W Auschwitz poznał Cylę Cybulską, Żydówkę z Łomży, której cała rodzina zginęła w komorach gazowych. Jerzy i Cyla spotykali się przez jakiś czas potajemnie, opowiadali sobie historie swojego życia i w końcu zakochali się w sobie. Jerzy przyrzekł wtedy Cyli, że wydobędzie ją z obozu.
„W Auschwitz była także miłość” – mówi Jerzy Bielecki. „Tam wokół panowała śmierć, a mnie spotkało coś takiego…”
21 lipca 1944 r. w przebraniu esesmana (mundur zdobył jego przyjaciel) odebrał Cylę z pracy pod pozorem zaprowadzenia na przesłuchanie. W ten sposób wyszli z terenu obozu.
Przez dziewięć dni błąkali się po okolicy, aż wreszcie udało im się dostać do krewnych Jerzego we wsi Gruszowo. Tam rozdzielili się, przyrzekając sobie, że spotkają się po zakończeniu wojny. Jerzy wstąpił do AK, a Cyla została w kryjówce.

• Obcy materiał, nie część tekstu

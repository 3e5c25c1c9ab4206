//! Transfer session: the public entry point tying a blob store, a bucket
//! and a logger to the pipelines.
//!
//! Blocking transfers register their cancellation scope in a single slot so
//! `Session::cancel` (typically from a signal handler) can stop whichever
//! one is in flight. Starting a second blocking transfer replaces the slot;
//! use `spawn_upload`/`spawn_download` to get an independent handle per
//! transfer instead.

use anyhow::{Context, Result};
use parking_lot::Mutex;
use std::fs::File;
use std::path::{Path, PathBuf};
use std::sync::Arc;
use std::time::Instant;

use crate::cancel::CancelToken;
use crate::credentials::{CredentialProvider, Credentials};
use crate::error::TransferError;
use crate::logger::{Logger, NoopLogger};
use crate::stage::Stage;
use crate::store::{BlobStore, GetOptions};
use crate::transfer::{Direction, Pipeline, PipelineOptions, TransferStats};

pub struct Session {
    store: Arc<dyn BlobStore>,
    bucket: String,
    credentials: Option<Arc<dyn CredentialProvider>>,
    logger: Arc<dyn Logger>,
    options: PipelineOptions,
    cancel_slot: Mutex<Option<CancelToken>>,
}

/// Holds the slot for one blocking call and releases it on every exit path
struct Scope<'a> {
    slot: &'a Mutex<Option<CancelToken>>,
    token: CancelToken,
}

impl Drop for Scope<'_> {
    fn drop(&mut self) {
        let mut slot = self.slot.lock();
        // A newer transfer may own the slot by now; leave it alone then.
        if slot.as_ref().is_some_and(|t| t.same_scope(&self.token)) {
            *slot = None;
        }
    }
}

impl Session {
    pub fn new(store: Arc<dyn BlobStore>, bucket: impl Into<String>) -> Self {
        Session {
            store,
            bucket: bucket.into(),
            credentials: None,
            logger: Arc::new(NoopLogger),
            options: PipelineOptions::default(),
            cancel_slot: Mutex::new(None),
        }
    }

    pub fn with_logger(mut self, logger: Arc<dyn Logger>) -> Self {
        self.logger = logger;
        self
    }

    pub fn with_credentials(mut self, provider: Arc<dyn CredentialProvider>) -> Self {
        self.credentials = Some(provider);
        self
    }

    pub fn with_options(mut self, options: PipelineOptions) -> Self {
        self.options = options;
        self
    }

    pub fn bucket(&self) -> &str {
        &self.bucket
    }

    pub fn store(&self) -> &Arc<dyn BlobStore> {
        &self.store
    }

    pub fn options(&self) -> &PipelineOptions {
        &self.options
    }

    fn begin(&self) -> Scope<'_> {
        let token = CancelToken::new();
        *self.cancel_slot.lock() = Some(token.clone());
        Scope {
            slot: &self.cancel_slot,
            token,
        }
    }

    fn pipeline(&self, cancel: CancelToken) -> Pipeline<'_> {
        Pipeline {
            store: &*self.store,
            bucket: &self.bucket,
            options: self.options,
            logger: Arc::clone(&self.logger),
            cancel,
        }
    }

    /// Cancel the blocking transfer currently registered, if any. Safe to
    /// call from any thread, at any time, any number of times.
    pub fn cancel(&self) {
        if let Some(token) = self.cancel_slot.lock().take() {
            token.cancel();
        }
    }

    pub fn upload_directory(&self, local_dir: &Path, key: &str) -> Result<TransferStats> {
        let scope = self.begin();
        self.pipeline(scope.token.clone())
            .upload_directory(local_dir, key)
    }

    pub fn download_directory(&self, key: &str, local_dir: &Path) -> Result<TransferStats> {
        let scope = self.begin();
        self.pipeline(scope.token.clone())
            .download_directory(key, local_dir)
    }

    /// Store one local file verbatim under `key`.
    pub fn upload_file(&self, local: &Path, key: &str) -> Result<u64> {
        let scope = self.begin();
        let started = Instant::now();
        self.logger.start(Direction::Upload, local, key);
        let mut file =
            File::open(local).with_context(|| format!("failed to open {}", local.display()))?;
        let stored = self
            .store
            .put(&self.bucket, key, &mut file, &scope.token)
            .with_context(|| format!("failed to upload {}/{}", self.bucket, key))?;
        self.logger.done(
            Direction::Upload,
            &TransferStats::single_file(stored),
            started.elapsed().as_secs_f64(),
        );
        Ok(stored)
    }

    /// Fetch `key` into a local file. The file takes writes at any offset,
    /// so parts may be fetched in parallel.
    pub fn download_file(&self, key: &str, local: &Path) -> Result<u64> {
        let scope = self.begin();
        let started = Instant::now();
        self.logger.start(Direction::Download, local, key);
        let mut file = File::create(local)
            .with_context(|| format!("failed to create {}", local.display()))?;
        let fetched = self
            .store
            .get(&self.bucket, key, &mut file, &GetOptions::default(), &scope.token)
            .with_context(|| format!("failed to download {}/{}", self.bucket, key))?;
        self.logger.done(
            Direction::Download,
            &TransferStats::single_file(fetched),
            started.elapsed().as_secs_f64(),
        );
        Ok(fetched)
    }

    /// Resolve credentials from the configured provider, cancellable like a
    /// transfer.
    pub fn credentials(&self) -> Result<Credentials> {
        let provider = self
            .credentials
            .as_ref()
            .ok_or(TransferError::MissingConfig {
                field: "credentials",
            })?;
        let scope = self.begin();
        provider.resolve(&scope.token)
    }

    /// Start an upload on its own thread with its own cancellation scope.
    pub fn spawn_upload(
        self: &Arc<Self>,
        local_dir: impl Into<PathBuf>,
        key: impl Into<String>,
    ) -> Result<TransferHandle> {
        let (local_dir, key) = (local_dir.into(), key.into());
        self.spawn("upload", move |pipeline| {
            pipeline.upload_directory(&local_dir, &key)
        })
    }

    /// Start a download on its own thread with its own cancellation scope.
    pub fn spawn_download(
        self: &Arc<Self>,
        key: impl Into<String>,
        local_dir: impl Into<PathBuf>,
    ) -> Result<TransferHandle> {
        let (key, local_dir) = (key.into(), local_dir.into());
        self.spawn("download", move |pipeline| {
            pipeline.download_directory(&key, &local_dir)
        })
    }

    fn spawn<F>(self: &Arc<Self>, name: &'static str, run: F) -> Result<TransferHandle>
    where
        F: FnOnce(Pipeline<'_>) -> Result<TransferStats> + Send + 'static,
    {
        let cancel = CancelToken::new();
        let session = Arc::clone(self);
        let token = cancel.clone();
        let stage = Stage::spawn(name, move || run(session.pipeline(token)))?;
        Ok(TransferHandle { cancel, stage })
    }
}

/// A transfer running in the background
pub struct TransferHandle {
    cancel: CancelToken,
    stage: Stage<TransferStats>,
}

impl TransferHandle {
    pub fn cancel(&self) {
        self.cancel.cancel();
    }

    pub fn cancel_token(&self) -> &CancelToken {
        &self.cancel
    }

    pub fn is_finished(&self) -> bool {
        self.stage.is_finished()
    }

    pub fn join(self) -> Result<TransferStats> {
        self.stage.join()
    }
}

#[cfg(test)]
mod tests {
    use super::*;
    use crate::credentials::StaticCredentials;
    use crate::error::{find_transfer_error, is_cancelled};
    use crate::store::MemoryBlobStore;

    fn session() -> Session {
        Session::new(Arc::new(MemoryBlobStore::new()), "bucket")
    }

    #[test]
    fn test_slot_released_after_call() {
        let session = session();
        {
            let _scope = session.begin();
            assert!(session.cancel_slot.lock().is_some());
        }
        assert!(session.cancel_slot.lock().is_none());
        // Nothing in flight: harmless.
        session.cancel();
        session.cancel();
    }

    #[test]
    fn test_finishing_transfer_keeps_newer_scope() {
        let session = session();
        let first = session.begin();
        let second = session.begin();
        let first_token = first.token.clone();
        drop(first);
        assert!(session
            .cancel_slot
            .lock()
            .as_ref()
            .is_some_and(|t| t.same_scope(&second.token)));

        // Last writer wins: only the newest scope is reachable.
        session.cancel();
        assert!(second.token.is_cancelled());
        assert!(!first_token.is_cancelled());
    }

    #[test]
    fn test_credentials() {
        let err = session().credentials().unwrap_err();
        assert!(matches!(
            find_transfer_error(&err),
            Some(TransferError::MissingConfig { field: "credentials" })
        ));

        let session = session().with_credentials(Arc::new(StaticCredentials::new("id", "secret")));
        assert_eq!(session.credentials().unwrap().access_key_id, "id");
        assert!(session.cancel_slot.lock().is_none());
    }

    #[test]
    fn test_spawned_upload_can_be_cancelled() {
        let session = Arc::new(session());
        let tmp = tempfile::TempDir::new().unwrap();
        let handle = session.spawn_upload(tmp.path(), "never.xz").unwrap();
        handle.cancel();
        match handle.join() {
            // The tree is empty, so the upload may finish before noticing.
            Ok(stats) => assert_eq!(stats.files, 0),
            Err(err) => assert!(is_cancelled(&err)),
        }
    }
}
//! Cancellation scope shared by every stage of one transfer

use std::sync::atomic::{AtomicBool, Ordering};
use std::sync::Arc;

use crate::error::TransferError;

/// Cloneable cancellation flag. All clones observe the same state.
#[derive(Clone, Debug, Default)]
pub struct CancelToken {
    flag: Arc<AtomicBool>,
}

impl CancelToken {
    pub fn new() -> Self {
        Self::default()
    }

    /// Safe from any thread; calling it more than once is a no-op.
    pub fn cancel(&self) {
        self.flag.store(true, Ordering::SeqCst);
    }

    pub fn is_cancelled(&self) -> bool {
        self.flag.load(Ordering::SeqCst)
    }

    /// Returns `TransferError::Cancelled` once the scope has been cancelled.
    pub fn check(&self) -> Result<(), TransferError> {
        if self.is_cancelled() {
            Err(TransferError::Cancelled)
        } else {
            Ok(())
        }
    }

    /// True when both tokens share the same flag.
    pub fn same_scope(&self, other: &CancelToken) -> bool {
        Arc::ptr_eq(&self.flag, &other.flag)
    }
}
//! Archive entries and the tar container used to serialize them.
//!
//! Entry names are slash-separated with one leading separator
//! (`/root/sub/a.txt`). Tar refuses absolute member names, so the leading
//! separator is dropped on the way in and restored on the way out.

use anyhow::{bail, Context, Result};
use std::io::{self, Read, Write};
use std::path::PathBuf;
use tar::{Builder, EntryType, Header};

use crate::error::TransferError;

/// Canonical separator inside archive entry names
pub const SEPARATOR: char = '/';

#[derive(Debug, Clone, PartialEq, Eq)]
pub enum EntryKind {
    File,
    Directory,
    Symlink(PathBuf),
}

/// One node of the tree. `content` is only present for regular files and
/// must be fully consumed before the next entry is produced.
#[derive(Debug)]
pub struct ArchiveEntry<R> {
    pub name: String,
    pub kind: EntryKind,
    pub mode: u32,
    /// Seconds since the Unix epoch
    pub mtime: u64,
    pub size: u64,
    pub content: Option<R>,
}

impl<R> ArchiveEntry<R> {
    pub fn directory(name: String, mode: u32, mtime: u64) -> Self {
        ArchiveEntry {
            name,
            kind: EntryKind::Directory,
            mode,
            mtime,
            size: 0,
            content: None,
        }
    }

    pub fn file(name: String, mode: u32, mtime: u64, size: u64, content: R) -> Self {
        ArchiveEntry {
            name,
            kind: EntryKind::File,
            mode,
            mtime,
            size,
            content: Some(content),
        }
    }

    pub fn symlink(name: String, target: PathBuf, mode: u32, mtime: u64) -> Self {
        ArchiveEntry {
            name,
            kind: EntryKind::Symlink(target),
            mode,
            mtime,
            size: 0,
            content: None,
        }
    }

    pub fn is_dir(&self) -> bool {
        self.kind == EntryKind::Directory
    }
}

/// Name without its leading separator, as stored in the tar header
fn member_name(name: &str) -> Result<&str, TransferError> {
    match name.strip_prefix(SEPARATOR) {
        Some(rest) if !rest.trim_matches(SEPARATOR).is_empty() => Ok(rest),
        _ => Err(TransferError::InvalidEntryName {
            name: name.to_string(),
        }),
    }
}

/// Streams entries into a tar container written to `W`
pub struct TarWriter<W: Write> {
    builder: Builder<W>,
}

impl<W: Write> TarWriter<W> {
    pub fn new(writer: W) -> Self {
        TarWriter {
            builder: Builder::new(writer),
        }
    }

    /// Serialize one entry, streaming its content. Returns content bytes.
    pub fn append<R: Read>(&mut self, entry: ArchiveEntry<R>) -> Result<u64> {
        let path = member_name(&entry.name)?;

        let mut header = Header::new_gnu();
        header.set_mode(entry.mode & 0o7777);
        header.set_mtime(entry.mtime);

        match entry.kind {
            EntryKind::Directory => {
                header.set_entry_type(EntryType::Directory);
                header.set_size(0);
                self.builder
                    .append_data(&mut header, path, io::empty())
                    .with_context(|| format!("failed to archive directory {}", entry.name))?;
                Ok(0)
            }
            EntryKind::Symlink(target) => {
                header.set_entry_type(EntryType::Symlink);
                header.set_size(0);
                self.builder
                    .append_link(&mut header, path, &target)
                    .with_context(|| format!("failed to archive link {}", entry.name))?;
                Ok(0)
            }
            EntryKind::File => {
                let Some(content) = entry.content else {
                    bail!("file entry {} has no content", entry.name);
                };
                header.set_entry_type(EntryType::Regular);
                header.set_size(entry.size);

                // Never let a growing file overrun the size recorded in the header.
                let mut limited = content.take(entry.size);
                self.builder
                    .append_data(&mut header, path, &mut limited)
                    .with_context(|| format!("failed to archive file {}", entry.name))?;
                if limited.limit() != 0 {
                    bail!("{} shrank while being archived", entry.name);
                }
                Ok(entry.size)
            }
        }
    }

    /// Write the end-of-archive trailer and hand back the sink
    pub fn finish(self) -> Result<W> {
        self.builder
            .into_inner()
            .context("failed to finalize archive")
    }
}

/// Reads entries back out of a tar container
pub struct TarReader<R: Read> {
    archive: tar::Archive<R>,
}

impl<R: Read> TarReader<R> {
    pub fn new(reader: R) -> Self {
        TarReader {
            archive: tar::Archive::new(reader),
        }
    }

    /// Hand every entry to `visit` in archive order. Each entry's content is
    /// only readable for the duration of the call. Reaching end-of-archive
    /// is success; the underlying reader is returned so the caller can
    /// drain any trailing bytes.
    pub fn for_each_entry<F>(mut self, mut visit: F) -> Result<R>
    where
        F: FnMut(ArchiveEntry<&mut dyn Read>) -> Result<()>,
    {
        for entry in self.archive.entries().context("failed to read archive")? {
            let mut entry = entry.context("failed to read archive entry")?;

            let raw = String::from_utf8_lossy(&entry.path_bytes()).into_owned();
            let name = format!("{}{}", SEPARATOR, raw.trim_end_matches(SEPARATOR));
            let header = entry.header();
            let mode = header.mode().unwrap_or(0o644);
            let mtime = header.mtime().unwrap_or(0);
            let entry_type = header.entry_type();

            let kind = match entry_type {
                EntryType::Directory => EntryKind::Directory,
                EntryType::Regular | EntryType::Continuous => EntryKind::File,
                EntryType::Symlink => {
                    let target = entry
                        .link_name()
                        .with_context(|| format!("bad link target for {name}"))?
                        .map(|t| t.into_owned())
                        .unwrap_or_default();
                    EntryKind::Symlink(target)
                }
                // Hard links, devices and the like have no counterpart here.
                _ => continue,
            };

            let size = entry.size();
            let archive_entry = match kind {
                EntryKind::File => {
                    ArchiveEntry::file(name, mode, mtime, size, &mut entry as &mut dyn Read)
                }
                EntryKind::Directory => ArchiveEntry::directory(name, mode, mtime),
                EntryKind::Symlink(target) => ArchiveEntry::symlink(name, target, mode, mtime),
            };
            visit(archive_entry)?;
        }

        Ok(self.archive.into_inner())
    }
}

Spotkanie Jerzego i Cyli po latach rozłąki
Niestety, Cyla – do której dotarły fałszywe informacje o śmierci Jerzego – wyemigrowała po zakończeniu wojny do USA.
Cudem odnaleźli się po 39 latach. Na powitanie Jerzy wręczył Cyli bukiet 39 czerwonych róż – po jednej za każdy rok rozłąki.
27 czerwca 1985 r. Instytut Yad Vashem z Jerozolimy uhonorował Jerzego Bieleckiego tytułem Sprawiedliwego wśród Narodów Świata.